LOUISA MAY ALCOTT is universally recognized as the greatest and most popular story-teller for children in her generation. She has known the way to the hearts of young people, not only in her own class, or even country, but in every condition of life, and in many foreign lands. Plato says, "Beware of those who teach fables to children;" and it is impossible to estimate the influence which the popular writer of fiction has over the audience he wins to listen to his tales. The preacher, the teacher, the didactic writer find their audience in hours of strength, with critical faculties all alive, to question their propositions and refute their arguments. The novelist comes to us in the intervals of recreation and relaxation, and by his seductive powers of imagination and sentiment takes possession of the fancy and the heart before judgment and reason are aroused to defend the citadel. It well becomes us, then, who would iv guard young minds from subtle temptations, to study the character of those works which charm and delight the children.

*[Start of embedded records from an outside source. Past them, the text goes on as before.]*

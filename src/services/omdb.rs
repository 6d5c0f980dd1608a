//! OMDb API client.

use crate::models::config::OmdbConfig;
use crate::models::media::{fill_episode_gaps, Category, EpisodeEntry, EpisodeRecord, Metadata, SearchMatch};
use crate::services::provider::MetadataProvider;
use crate::Result;
use serde::Deserialize;
use serde_json::{Map, Value};

/// Identifier used to verify the API key.
const PROBE_ID: &str = "tt0133093";

/// OMDb API client.
pub struct OmdbClient {
    base_url: String,
    api_key: String,
    client: reqwest::Client,
}

/// Season response.
#[derive(Debug, Deserialize)]
struct SeasonResult {
    #[serde(rename = "Episodes", default)]
    episodes: Vec<EpisodeItem>,
}

/// Episode item within a season.
#[derive(Debug, Deserialize)]
struct EpisodeItem {
    #[serde(rename = "Title")]
    title: String,
    #[serde(rename = "Episode")]
    episode: String,
    #[serde(rename = "Released")]
    released: Option<String>,
    #[serde(rename = "imdbID")]
    imdb_id: Option<String>,
}

/// Search response.
#[derive(Debug, Deserialize)]
struct SearchResult {
    #[serde(rename = "Search", default)]
    search: Vec<SearchMatch>,
}

impl OmdbClient {
    /// Create a new client from configuration.
    pub fn new(config: &OmdbConfig) -> Result<Self> {
        let api_key = config
            .api_key
            .clone()
            .filter(|k| !k.trim().is_empty())
            .ok_or(crate::Error::ApiKeyMissing)?;

        let mut builder = reqwest::Client::builder();
        if let Some(secs) = config.timeout_secs {
            builder = builder.timeout(std::time::Duration::from_secs(secs));
        }

        Ok(Self {
            base_url: config.base_url.clone(),
            api_key,
            client: builder.build()?,
        })
    }

    /// Build a request URL; parameters without a value are omitted.
    fn build_url(&self, params: &[(&str, Option<&str>)]) -> String {
        let mut query: Vec<String> = params
            .iter()
            .filter_map(|(key, value)| {
                value.map(|v| format!("{}={}", key, urlencoding::encode(v)))
            })
            .collect();
        query.push(format!("apikey={}", urlencoding::encode(&self.api_key)));

        format!("{}?{}", self.base_url, query.join("&"))
    }

    /// Send a request and unwrap the OMDb response envelope.
    async fn send_request(&self, url: &str) -> Result<Map<String, Value>> {
        tracing::debug!(
            "Sending API call: {}",
            url.replace(&urlencoding::encode(&self.api_key).into_owned(), "***")
        );

        let body: Value = self.client.get(url).send().await?.json().await?;
        check_response(body)
    }

    /// Verify API key is valid.
    ///
    /// Returns `Error::ApiKeyInvalid` when OMDb rejects the key.
    pub async fn verify_api_key(&self) -> Result<()> {
        let url = self.build_url(&[("i", Some(PROBE_ID))]);
        key_status(self.send_request(&url).await)
    }
}

/// Map the key probe response, turning an API key rejection into `ApiKeyInvalid`.
fn key_status(response: Result<Map<String, Value>>) -> Result<()> {
    match response {
        Ok(_) => Ok(()),
        Err(crate::Error::Provider(msg)) if msg.to_lowercase().contains("api key") => {
            Err(crate::Error::ApiKeyInvalid)
        }
        Err(e) => Err(e),
    }
}

/// Check the `Response` flag and strip it from the body.
fn check_response(body: Value) -> Result<Map<String, Value>> {
    let Value::Object(mut fields) = body else {
        return Err(crate::Error::Provider("unexpected response body".to_string()));
    };

    match fields.remove("Response").as_ref().and_then(Value::as_str) {
        Some("True") => Ok(fields),
        _ => {
            let message = fields
                .get("Error")
                .and_then(Value::as_str)
                .unwrap_or("unknown error")
                .to_string();
            tracing::error!("API response: {}", message);
            Err(crate::Error::Provider(message))
        }
    }
}

/// Turn OMDb episode items into a gap-free episode list.
fn episode_entries(items: Vec<EpisodeItem>) -> Vec<EpisodeEntry> {
    let records = items
        .into_iter()
        .filter_map(|item| match item.episode.trim().parse::<u32>() {
            Ok(number) => Some(EpisodeRecord {
                episode: number,
                title: item.title,
                imdb_id: item.imdb_id,
                released: item.released,
            }),
            Err(_) => {
                tracing::debug!("Skipping episode with number <{}>", item.episode);
                None
            }
        })
        .collect();

    fill_episode_gaps(records)
}

#[async_trait::async_trait]
impl MetadataProvider for OmdbClient {
    async fn fetch_by_id(&self, id: &str) -> Result<Metadata> {
        let url = self.build_url(&[("i", Some(id))]);
        let fields = self.send_request(&url).await?;
        Ok(Metadata::new(fields))
    }

    async fn fetch_episodes(&self, id: &str, season: u32) -> Result<Vec<EpisodeEntry>> {
        let season = season.to_string();
        let url = self.build_url(&[("i", Some(id)), ("Season", Some(&season))]);
        let fields = self.send_request(&url).await?;
        let result: SeasonResult = serde_json::from_value(Value::Object(fields))?;
        Ok(episode_entries(result.episodes))
    }

    async fn search_by_title(
        &self,
        title: &str,
        category: Category,
        year: Option<&str>,
    ) -> Result<Vec<SearchMatch>> {
        let url = self.build_url(&[
            ("s", Some(title)),
            ("type", Some(category.as_str())),
            ("y", year),
        ]);
        let fields = self.send_request(&url).await?;
        let result: SearchResult = serde_json::from_value(Value::Object(fields))?;
        Ok(result.search)
    }
}

#[cfg(test)]
mod tests {
    use super::*;
    use serde_json::json;

    fn client() -> OmdbClient {
        OmdbClient::new(&OmdbConfig {
            base_url: "http://www.omdbapi.com/".to_string(),
            api_key: Some("k3y".to_string()),
            timeout_secs: None,
        })
        .unwrap()
    }

    #[test]
    fn test_missing_api_key() {
        let result = OmdbClient::new(&OmdbConfig::default());
        assert!(matches!(result, Err(crate::Error::ApiKeyMissing)));
    }

    #[test]
    fn test_build_url_omits_missing_params() {
        let url = client().build_url(&[("s", Some("The Matrix")), ("type", Some("movie")), ("y", None)]);
        assert_eq!(
            url,
            "http://www.omdbapi.com/?s=The%20Matrix&type=movie&apikey=k3y"
        );
    }

    #[test]
    fn test_check_response_strips_flag() {
        let fields = check_response(json!({"Title": "The Matrix", "Response": "True"})).unwrap();
        assert!(fields.get("Response").is_none());
        assert_eq!(fields.get("Title").and_then(Value::as_str), Some("The Matrix"));
    }

    #[test]
    fn test_check_response_error() {
        let result = check_response(json!({"Response": "False", "Error": "Movie not found!"}));
        match result {
            Err(crate::Error::Provider(msg)) => assert_eq!(msg, "Movie not found!"),
            other => panic!("Expected provider error, got {:?}", other),
        }
    }

    #[test]
    fn test_key_status() {
        assert!(key_status(Ok(Map::new())).is_ok());

        let rejected = check_response(json!({"Response": "False", "Error": "Invalid API key!"}));
        assert!(matches!(key_status(rejected), Err(crate::Error::ApiKeyInvalid)));

        let not_found = check_response(json!({"Response": "False", "Error": "Incorrect IMDb ID."}));
        assert!(matches!(key_status(not_found), Err(crate::Error::Provider(_))));
    }

    #[test]
    fn test_season_response_gaps() {
        let body = json!({
            "Title": "Show",
            "Season": "1",
            "Episodes": [
                {"Title": "One", "Released": "2020-01-01", "Episode": "1", "imdbID": "tt01"},
                {"Title": "Three", "Released": "2020-01-15", "Episode": "3", "imdbID": "tt03"},
                {"Title": "Five", "Released": "2020-01-29", "Episode": "5", "imdbID": "tt05"},
                {"Title": "Bogus", "Episode": "N/A"}
            ],
            "Response": "True"
        });
        let fields = check_response(body).unwrap();
        let result: SeasonResult = serde_json::from_value(Value::Object(fields)).unwrap();
        let entries = episode_entries(result.episodes);

        assert_eq!(entries.len(), 5);
        assert!(entries[1].is_placeholder());
        assert!(entries[3].is_placeholder());
        assert_eq!(entries[4].record().map(|r| r.title.as_str()), Some("Five"));
        assert_eq!(
            entries[0].record().and_then(|r| r.imdb_id.as_deref()),
            Some("tt01")
        );
    }

    #[test]
    fn test_search_response() {
        let body = json!({
            "Search": [
                {"Title": "The Matrix", "Year": "1999", "imdbID": "tt0133093", "Type": "movie", "Poster": "N/A"},
                {"Title": "The Matrix Reloaded", "Year": "2003", "imdbID": "tt0234215", "Type": "movie", "Poster": "N/A"}
            ],
            "totalResults": "2",
            "Response": "True"
        });
        let fields = check_response(body).unwrap();
        let result: SearchResult = serde_json::from_value(Value::Object(fields)).unwrap();
        assert_eq!(result.search.len(), 2);
        assert_eq!(result.search[1].id, "tt0234215");
        assert_eq!(result.search[0].year, "1999");
    }
}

Of no author can it be more truly said than of Louisa Alcott that her works are a revelation of herself. She rarely sought for the material of her stories in old chronicles, or foreign adventures. Her capital was her own life and experiences and those of others directly about her; and her own well-remembered girlish frolics and fancies were sure to find responsive enjoyment in the minds of other girls.
It is therefore impossible to understand Miss Alcott's works fully without a knowledge of her own life and experiences. By inheritance and education she had rich and peculiar gifts; and her life was one of rare advantages, as well as of trying difficulties. Herself of the most true and frank nature, she has given us the opportunity of knowing her without disguise; and it is thus that I shall try to portray her, showing what influences acted upon her through life, and how faithfully and fully she performed whatever duties circumstances laid upon her. Fortunately I can let her speak mainly for herself.
Miss Alcott revised her journals at different times during her later life, striking out what was too personal for other eyes than her own, and destroying a great deal which would doubtless have proved very interesting. v
The small number of letters given will undoubtedly be a disappointment. Miss Alcott wished to have most of her letters destroyed, and her sister respected her wishes. She was not a voluminous correspondent; she did not encourage many intimacies, and she seldom wrote letters except to her family, unless in reference to some purpose she had strongly at heart. Writing was her constant occupation, and she was not tempted to indulge in it as a recreation. Her letters are brief, and strictly to the point, but always characteristic in feeling and expression; and, even at the risk of the repetition of matter contained in her journals or her books, I shall give copious extracts from such as have come into my hands.
E. D. C.
Jamaica Plain, Mass., 1889.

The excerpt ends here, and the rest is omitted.